§ Task to complete: Could you count the lines in the listing that include the word "DepthDevice"? Give only the number.
+++ Given records
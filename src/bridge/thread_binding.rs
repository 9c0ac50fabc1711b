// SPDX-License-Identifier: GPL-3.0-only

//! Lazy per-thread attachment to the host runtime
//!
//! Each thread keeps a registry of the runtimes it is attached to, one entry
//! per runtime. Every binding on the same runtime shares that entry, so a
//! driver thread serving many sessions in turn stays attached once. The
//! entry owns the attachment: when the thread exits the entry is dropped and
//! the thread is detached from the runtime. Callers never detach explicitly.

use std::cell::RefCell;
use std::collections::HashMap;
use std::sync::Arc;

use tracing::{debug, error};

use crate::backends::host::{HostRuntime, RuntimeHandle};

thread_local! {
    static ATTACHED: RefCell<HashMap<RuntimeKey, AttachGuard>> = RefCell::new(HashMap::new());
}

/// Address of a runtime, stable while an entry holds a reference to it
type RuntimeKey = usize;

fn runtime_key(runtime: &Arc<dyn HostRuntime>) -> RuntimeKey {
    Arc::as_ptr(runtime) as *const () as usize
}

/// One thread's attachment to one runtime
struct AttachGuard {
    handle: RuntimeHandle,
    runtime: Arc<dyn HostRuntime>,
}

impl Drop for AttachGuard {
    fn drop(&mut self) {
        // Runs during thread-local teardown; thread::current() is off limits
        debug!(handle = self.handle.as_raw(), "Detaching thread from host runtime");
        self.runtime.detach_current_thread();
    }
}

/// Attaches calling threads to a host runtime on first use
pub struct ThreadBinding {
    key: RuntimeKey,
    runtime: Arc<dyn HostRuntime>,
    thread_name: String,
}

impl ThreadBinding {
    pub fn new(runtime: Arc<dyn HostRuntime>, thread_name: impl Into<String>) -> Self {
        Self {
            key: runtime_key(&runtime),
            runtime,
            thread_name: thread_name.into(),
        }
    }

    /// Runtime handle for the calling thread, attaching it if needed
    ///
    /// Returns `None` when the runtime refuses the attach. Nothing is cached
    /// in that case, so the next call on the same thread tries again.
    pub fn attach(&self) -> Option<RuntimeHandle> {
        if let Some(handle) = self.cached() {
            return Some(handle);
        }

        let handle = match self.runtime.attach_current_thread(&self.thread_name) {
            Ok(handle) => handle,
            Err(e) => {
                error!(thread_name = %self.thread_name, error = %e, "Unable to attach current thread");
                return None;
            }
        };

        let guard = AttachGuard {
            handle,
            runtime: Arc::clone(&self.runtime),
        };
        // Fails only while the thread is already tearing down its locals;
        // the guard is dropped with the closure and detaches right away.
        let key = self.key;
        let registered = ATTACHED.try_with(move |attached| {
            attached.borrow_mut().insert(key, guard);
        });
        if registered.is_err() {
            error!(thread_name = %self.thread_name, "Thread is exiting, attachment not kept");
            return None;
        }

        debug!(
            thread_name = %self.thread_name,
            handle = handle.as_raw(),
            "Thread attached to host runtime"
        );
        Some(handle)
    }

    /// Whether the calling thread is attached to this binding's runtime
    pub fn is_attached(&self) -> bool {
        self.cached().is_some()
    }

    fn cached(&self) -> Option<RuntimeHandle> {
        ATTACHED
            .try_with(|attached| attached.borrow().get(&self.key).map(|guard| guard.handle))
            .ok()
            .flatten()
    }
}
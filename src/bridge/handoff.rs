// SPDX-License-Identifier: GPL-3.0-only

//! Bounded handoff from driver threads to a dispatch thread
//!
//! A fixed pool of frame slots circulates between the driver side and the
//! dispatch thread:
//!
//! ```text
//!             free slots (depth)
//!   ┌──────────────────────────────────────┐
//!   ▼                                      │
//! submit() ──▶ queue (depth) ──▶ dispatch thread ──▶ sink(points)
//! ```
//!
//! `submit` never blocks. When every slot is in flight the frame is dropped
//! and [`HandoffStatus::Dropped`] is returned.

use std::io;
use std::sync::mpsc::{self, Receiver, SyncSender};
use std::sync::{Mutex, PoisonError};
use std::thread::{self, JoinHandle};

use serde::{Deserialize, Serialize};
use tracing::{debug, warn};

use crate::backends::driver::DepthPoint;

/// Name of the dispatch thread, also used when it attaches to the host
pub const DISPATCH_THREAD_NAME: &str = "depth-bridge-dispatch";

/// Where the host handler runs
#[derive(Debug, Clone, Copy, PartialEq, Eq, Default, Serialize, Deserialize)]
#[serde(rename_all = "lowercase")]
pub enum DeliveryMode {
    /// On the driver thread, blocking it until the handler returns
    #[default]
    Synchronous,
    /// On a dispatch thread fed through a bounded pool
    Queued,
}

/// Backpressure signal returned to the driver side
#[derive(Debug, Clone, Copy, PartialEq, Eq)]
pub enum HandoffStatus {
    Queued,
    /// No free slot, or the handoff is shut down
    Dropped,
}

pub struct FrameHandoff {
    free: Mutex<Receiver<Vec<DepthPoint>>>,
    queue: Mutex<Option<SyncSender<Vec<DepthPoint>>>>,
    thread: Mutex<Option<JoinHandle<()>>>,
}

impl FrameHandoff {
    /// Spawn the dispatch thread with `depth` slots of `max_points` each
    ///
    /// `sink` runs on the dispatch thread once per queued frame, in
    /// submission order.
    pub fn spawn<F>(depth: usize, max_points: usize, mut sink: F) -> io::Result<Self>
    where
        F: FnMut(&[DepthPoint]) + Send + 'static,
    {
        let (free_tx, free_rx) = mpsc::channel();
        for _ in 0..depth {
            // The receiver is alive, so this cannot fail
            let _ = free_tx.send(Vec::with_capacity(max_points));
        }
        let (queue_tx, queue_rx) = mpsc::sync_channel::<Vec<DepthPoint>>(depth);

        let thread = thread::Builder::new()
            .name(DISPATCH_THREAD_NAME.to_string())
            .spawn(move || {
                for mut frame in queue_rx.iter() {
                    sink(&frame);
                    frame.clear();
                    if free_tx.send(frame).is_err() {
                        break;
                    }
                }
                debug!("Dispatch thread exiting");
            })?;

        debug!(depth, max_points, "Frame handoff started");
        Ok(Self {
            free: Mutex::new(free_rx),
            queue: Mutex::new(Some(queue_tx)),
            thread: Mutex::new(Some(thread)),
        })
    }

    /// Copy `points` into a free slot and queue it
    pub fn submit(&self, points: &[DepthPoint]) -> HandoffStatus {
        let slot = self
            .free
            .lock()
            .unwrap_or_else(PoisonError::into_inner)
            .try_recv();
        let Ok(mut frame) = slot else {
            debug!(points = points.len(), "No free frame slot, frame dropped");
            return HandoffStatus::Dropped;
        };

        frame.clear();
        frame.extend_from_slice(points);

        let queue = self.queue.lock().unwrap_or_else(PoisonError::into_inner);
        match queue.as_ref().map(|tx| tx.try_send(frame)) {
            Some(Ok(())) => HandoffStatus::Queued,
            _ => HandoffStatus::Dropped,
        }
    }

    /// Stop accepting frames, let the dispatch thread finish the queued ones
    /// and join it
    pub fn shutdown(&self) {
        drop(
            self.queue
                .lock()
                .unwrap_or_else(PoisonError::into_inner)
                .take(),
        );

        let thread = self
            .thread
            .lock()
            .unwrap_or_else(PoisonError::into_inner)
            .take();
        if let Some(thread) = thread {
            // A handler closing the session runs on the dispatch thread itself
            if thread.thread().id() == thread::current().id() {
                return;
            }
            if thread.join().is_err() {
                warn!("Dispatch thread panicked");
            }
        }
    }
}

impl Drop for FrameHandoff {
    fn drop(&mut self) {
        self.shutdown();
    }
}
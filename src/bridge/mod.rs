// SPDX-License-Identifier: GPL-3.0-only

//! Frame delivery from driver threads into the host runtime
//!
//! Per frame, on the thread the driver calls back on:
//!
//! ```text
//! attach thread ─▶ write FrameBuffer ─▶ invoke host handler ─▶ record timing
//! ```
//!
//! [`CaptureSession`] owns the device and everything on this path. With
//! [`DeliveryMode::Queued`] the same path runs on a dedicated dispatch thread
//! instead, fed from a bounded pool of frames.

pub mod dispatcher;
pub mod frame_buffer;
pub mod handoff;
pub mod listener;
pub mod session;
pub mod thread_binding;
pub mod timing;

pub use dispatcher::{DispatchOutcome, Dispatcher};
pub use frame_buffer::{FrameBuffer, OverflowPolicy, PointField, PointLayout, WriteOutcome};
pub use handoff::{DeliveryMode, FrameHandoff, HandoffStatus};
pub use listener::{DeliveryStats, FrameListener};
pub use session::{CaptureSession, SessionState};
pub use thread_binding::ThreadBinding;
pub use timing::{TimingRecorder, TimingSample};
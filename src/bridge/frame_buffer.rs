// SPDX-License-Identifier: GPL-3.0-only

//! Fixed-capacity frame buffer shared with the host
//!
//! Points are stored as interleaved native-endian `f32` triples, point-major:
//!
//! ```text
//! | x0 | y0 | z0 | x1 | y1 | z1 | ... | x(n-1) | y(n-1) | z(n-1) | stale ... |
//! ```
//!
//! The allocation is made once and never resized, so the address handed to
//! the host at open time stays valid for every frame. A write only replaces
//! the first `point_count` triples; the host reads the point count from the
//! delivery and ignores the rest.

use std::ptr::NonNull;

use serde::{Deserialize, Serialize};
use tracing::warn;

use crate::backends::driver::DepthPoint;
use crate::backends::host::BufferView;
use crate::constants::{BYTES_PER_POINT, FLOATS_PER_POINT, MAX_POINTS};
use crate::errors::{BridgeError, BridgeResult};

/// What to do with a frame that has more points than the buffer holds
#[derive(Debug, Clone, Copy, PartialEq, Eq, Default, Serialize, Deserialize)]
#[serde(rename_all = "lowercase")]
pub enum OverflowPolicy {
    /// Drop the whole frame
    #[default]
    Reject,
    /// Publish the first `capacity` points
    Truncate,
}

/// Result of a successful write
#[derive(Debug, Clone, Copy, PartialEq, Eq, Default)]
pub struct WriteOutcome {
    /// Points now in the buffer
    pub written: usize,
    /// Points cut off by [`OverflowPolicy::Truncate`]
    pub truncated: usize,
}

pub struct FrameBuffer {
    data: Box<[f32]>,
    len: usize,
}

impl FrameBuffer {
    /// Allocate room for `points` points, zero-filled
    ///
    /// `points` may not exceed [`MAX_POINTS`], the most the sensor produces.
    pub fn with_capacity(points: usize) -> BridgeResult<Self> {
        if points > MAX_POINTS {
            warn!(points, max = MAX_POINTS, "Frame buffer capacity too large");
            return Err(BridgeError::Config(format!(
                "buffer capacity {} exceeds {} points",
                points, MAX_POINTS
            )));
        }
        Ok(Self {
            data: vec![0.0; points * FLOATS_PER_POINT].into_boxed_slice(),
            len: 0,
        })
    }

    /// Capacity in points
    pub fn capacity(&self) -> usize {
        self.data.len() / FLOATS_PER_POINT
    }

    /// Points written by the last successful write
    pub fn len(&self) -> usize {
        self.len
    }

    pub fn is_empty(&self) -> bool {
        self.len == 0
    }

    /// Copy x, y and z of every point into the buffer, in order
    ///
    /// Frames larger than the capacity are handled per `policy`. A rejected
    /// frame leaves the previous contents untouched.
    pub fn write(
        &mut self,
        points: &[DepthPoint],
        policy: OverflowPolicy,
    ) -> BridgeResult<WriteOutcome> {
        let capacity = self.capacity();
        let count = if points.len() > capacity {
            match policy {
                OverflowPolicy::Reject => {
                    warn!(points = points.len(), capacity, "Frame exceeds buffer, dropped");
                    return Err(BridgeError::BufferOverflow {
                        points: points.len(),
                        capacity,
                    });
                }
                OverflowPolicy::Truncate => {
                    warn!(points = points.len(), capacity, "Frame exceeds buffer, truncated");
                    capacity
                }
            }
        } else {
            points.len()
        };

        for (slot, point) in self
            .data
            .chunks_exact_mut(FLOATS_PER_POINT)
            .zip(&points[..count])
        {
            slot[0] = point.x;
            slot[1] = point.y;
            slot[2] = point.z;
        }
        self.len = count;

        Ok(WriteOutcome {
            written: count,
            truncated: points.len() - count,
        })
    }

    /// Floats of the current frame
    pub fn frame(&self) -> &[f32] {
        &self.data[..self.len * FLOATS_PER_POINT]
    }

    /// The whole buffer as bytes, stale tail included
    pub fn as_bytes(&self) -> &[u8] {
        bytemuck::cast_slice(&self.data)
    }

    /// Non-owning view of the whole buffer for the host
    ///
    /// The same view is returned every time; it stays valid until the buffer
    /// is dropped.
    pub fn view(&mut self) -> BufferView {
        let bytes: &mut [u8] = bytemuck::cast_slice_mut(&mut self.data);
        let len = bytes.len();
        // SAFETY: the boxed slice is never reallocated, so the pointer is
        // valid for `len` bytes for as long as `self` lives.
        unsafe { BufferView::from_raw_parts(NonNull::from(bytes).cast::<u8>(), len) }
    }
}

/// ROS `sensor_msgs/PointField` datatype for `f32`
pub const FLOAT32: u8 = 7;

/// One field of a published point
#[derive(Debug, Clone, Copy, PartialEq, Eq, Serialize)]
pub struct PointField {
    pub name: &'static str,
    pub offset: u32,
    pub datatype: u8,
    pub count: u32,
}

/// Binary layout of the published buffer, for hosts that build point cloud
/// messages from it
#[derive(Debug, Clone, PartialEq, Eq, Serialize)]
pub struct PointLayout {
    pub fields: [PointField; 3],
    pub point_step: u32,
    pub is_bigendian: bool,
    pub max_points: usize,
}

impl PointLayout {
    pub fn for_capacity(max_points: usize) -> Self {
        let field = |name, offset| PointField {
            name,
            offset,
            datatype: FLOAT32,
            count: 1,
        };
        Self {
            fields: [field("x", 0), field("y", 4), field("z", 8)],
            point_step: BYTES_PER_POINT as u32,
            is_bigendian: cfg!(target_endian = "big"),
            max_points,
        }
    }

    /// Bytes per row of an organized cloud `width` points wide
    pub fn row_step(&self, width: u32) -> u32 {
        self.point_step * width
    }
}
++++++
+++ Given records
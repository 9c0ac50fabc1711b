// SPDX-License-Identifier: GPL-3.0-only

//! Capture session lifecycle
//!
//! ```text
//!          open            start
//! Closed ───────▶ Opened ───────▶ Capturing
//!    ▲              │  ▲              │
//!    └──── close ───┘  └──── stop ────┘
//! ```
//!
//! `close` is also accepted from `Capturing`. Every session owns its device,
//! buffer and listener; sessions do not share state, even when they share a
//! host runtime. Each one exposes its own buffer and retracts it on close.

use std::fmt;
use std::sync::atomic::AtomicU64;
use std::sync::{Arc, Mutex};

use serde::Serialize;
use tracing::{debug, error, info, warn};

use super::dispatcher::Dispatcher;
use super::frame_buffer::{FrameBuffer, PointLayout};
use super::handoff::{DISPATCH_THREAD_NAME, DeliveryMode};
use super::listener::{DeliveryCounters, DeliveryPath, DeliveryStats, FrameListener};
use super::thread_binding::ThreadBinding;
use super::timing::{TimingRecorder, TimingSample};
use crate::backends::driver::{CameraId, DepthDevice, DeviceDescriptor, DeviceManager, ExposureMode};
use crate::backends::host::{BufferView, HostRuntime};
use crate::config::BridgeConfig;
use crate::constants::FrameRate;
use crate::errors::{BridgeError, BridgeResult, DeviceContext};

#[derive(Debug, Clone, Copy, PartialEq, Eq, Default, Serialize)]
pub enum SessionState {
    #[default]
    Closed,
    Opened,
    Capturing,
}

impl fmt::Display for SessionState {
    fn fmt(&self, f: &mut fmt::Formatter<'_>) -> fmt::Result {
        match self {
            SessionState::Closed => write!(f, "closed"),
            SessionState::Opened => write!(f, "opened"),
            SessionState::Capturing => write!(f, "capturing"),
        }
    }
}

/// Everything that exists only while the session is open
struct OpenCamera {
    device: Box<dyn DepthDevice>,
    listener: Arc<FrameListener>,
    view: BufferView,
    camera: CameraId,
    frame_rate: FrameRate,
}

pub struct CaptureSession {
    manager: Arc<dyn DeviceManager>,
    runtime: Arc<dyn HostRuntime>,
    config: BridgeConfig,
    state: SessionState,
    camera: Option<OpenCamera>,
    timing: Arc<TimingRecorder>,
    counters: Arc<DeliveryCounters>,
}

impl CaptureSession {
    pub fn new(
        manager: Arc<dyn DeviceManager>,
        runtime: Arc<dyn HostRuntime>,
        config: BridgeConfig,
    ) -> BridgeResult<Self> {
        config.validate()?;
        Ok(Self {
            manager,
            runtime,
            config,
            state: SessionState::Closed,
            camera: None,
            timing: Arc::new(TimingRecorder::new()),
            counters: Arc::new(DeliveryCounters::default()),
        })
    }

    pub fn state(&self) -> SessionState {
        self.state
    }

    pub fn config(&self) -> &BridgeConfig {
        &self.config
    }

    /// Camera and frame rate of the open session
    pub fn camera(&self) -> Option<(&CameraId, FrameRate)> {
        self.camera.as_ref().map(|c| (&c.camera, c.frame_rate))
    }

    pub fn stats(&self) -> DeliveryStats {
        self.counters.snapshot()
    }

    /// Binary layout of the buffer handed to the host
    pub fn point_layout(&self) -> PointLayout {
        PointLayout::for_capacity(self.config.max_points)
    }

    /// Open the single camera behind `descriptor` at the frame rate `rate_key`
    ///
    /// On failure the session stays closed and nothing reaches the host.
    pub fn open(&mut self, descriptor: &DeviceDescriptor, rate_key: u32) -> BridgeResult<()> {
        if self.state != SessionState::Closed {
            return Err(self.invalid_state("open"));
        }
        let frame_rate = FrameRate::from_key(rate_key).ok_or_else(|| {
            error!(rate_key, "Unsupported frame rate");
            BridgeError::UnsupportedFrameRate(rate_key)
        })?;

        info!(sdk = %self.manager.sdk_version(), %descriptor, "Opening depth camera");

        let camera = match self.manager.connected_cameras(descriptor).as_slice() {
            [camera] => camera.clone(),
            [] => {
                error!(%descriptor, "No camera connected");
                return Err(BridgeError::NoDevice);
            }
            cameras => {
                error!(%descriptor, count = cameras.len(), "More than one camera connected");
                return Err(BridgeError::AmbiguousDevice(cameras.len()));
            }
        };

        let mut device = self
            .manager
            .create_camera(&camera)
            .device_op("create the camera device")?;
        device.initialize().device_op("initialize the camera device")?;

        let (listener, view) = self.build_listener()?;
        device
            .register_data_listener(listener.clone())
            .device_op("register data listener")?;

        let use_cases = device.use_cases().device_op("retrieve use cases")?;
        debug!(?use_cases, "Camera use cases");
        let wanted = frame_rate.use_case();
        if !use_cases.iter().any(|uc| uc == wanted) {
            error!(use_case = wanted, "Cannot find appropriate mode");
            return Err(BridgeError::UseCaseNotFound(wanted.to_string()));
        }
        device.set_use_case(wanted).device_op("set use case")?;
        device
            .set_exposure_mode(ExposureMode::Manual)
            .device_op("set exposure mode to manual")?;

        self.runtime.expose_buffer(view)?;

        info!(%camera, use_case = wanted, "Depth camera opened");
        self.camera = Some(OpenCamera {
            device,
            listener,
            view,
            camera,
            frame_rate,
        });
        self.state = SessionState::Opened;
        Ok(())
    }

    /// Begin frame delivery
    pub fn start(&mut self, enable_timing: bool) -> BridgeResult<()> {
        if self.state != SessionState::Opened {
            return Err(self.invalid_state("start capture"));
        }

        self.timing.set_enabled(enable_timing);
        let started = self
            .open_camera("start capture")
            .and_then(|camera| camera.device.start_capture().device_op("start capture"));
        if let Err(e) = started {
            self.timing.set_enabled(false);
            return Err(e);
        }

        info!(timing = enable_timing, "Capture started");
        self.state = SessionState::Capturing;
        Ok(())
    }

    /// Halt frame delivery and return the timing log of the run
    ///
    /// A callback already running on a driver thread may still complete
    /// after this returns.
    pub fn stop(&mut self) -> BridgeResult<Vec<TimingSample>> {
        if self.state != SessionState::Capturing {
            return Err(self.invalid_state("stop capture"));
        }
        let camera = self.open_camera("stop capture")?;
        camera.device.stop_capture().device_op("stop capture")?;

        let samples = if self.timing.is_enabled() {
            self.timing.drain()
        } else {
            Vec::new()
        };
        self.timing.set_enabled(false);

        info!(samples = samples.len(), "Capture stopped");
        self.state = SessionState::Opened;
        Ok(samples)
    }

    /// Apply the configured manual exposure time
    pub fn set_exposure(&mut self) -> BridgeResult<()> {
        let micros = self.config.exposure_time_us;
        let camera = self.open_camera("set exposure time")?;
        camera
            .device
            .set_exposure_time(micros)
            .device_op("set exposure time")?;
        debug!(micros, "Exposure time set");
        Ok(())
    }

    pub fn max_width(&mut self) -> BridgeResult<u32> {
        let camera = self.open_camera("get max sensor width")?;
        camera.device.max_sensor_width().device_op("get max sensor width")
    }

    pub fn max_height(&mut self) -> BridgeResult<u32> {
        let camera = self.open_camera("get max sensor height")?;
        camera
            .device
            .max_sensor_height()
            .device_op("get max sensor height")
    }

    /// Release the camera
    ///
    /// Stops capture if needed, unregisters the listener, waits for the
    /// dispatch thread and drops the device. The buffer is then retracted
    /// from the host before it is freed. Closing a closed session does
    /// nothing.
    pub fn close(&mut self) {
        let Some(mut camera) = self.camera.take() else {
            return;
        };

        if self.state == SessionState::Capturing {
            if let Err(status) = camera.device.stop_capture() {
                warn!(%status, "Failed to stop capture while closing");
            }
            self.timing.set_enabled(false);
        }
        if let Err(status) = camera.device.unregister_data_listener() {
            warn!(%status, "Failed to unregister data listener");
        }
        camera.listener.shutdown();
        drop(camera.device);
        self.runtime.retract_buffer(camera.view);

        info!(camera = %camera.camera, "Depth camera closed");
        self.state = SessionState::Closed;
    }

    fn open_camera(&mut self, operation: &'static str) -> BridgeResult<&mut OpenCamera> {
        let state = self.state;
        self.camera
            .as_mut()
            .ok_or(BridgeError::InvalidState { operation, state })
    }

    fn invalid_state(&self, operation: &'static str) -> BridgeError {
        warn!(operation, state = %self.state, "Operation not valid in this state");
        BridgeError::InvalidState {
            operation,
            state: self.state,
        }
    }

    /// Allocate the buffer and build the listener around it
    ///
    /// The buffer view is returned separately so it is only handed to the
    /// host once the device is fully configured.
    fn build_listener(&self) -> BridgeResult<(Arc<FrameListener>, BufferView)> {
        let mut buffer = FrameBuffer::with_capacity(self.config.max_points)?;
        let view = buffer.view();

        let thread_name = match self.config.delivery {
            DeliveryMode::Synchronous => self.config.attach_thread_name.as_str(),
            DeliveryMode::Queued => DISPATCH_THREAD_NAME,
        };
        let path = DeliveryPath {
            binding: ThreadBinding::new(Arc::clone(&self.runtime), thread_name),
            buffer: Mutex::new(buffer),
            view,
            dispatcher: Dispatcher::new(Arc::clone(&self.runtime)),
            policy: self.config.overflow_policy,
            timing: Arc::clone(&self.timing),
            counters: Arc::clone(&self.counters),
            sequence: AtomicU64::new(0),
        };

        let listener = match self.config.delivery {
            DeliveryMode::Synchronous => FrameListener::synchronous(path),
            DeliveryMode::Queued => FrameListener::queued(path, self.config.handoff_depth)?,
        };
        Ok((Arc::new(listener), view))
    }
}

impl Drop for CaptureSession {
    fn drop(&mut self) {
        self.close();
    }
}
++++++
§ Reply to the exercise: 2